Confined time-of-arrival operators

The title of my thesis was Synchronization of quantum and classical clocks, and energy translation using resolvent functional calculus for the confined time of arrival operators which was composed of two parts. The first half of the thesis studied the physical aspects of the confined time of arrival (CTOA) operators constructed by Galapon, Caballar, and Bahague. The CTOA operators is a class of self-adjoint time operators that are conjugate to their respective Hamiltonians on a non-dense subspace of the system Hilbert space, which is in contrast to Pauli’s no-go theorem on the existence of self-adjoint time operators. The self-adjointness was addressed by confining the system in a segment of the real line [-l,l] with non-vanishing boundary conditions \(\phi(-l)=e^{-2i\gamma}\phi(l)\) while the conjugacy of the CTOA operators to the Hamiltonian is a reflection of the conjugacy of the underlying classical time of arrival with the classical Hamiltonian. It has been shown that in the limit of large confining length, the CTOA operators predict quantum correction terms to the classical time of arrival of neutrons in a time of flight experiment. I investigated how to eliminate the effect of these quantum correction terms up to a given order of \(\hbar\) by choosing an appropriate position-dependent phase on the initial wavefunction. By doing so, we are able to synchronize quantum and classical clocks made of quantum particles that uses the time of arrival as time interval markers.

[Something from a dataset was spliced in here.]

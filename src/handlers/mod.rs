pub mod auth;
pub mod course;
pub mod user;

pub use auth::*;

The second half the thesis studied the mathematical aspect of the CTOA operators by investigating the energy translation properties of the CTOA operators using resolvent functional calculus. This is because a time operator must be a generator of energy translation since it satisfies the time-energy canonical commutation relation. The resolvent operators were solved explicitly and it was shown that the poles of the resolvent operators coincide with the eigenvalues of the confined time of arrival operators. An expression for the transition amplitude was also obtained and it was shown numerically that the confined time of arrival operators are not generators of energy translation.

I was able to publish a paper on Physical Review A, and three conference proceedings from this thesis. Moreover, I was awarded the BPI-DOST Science Award 2017 and Leticia Shahani Award for Best Undergraduate Thesis in Physics.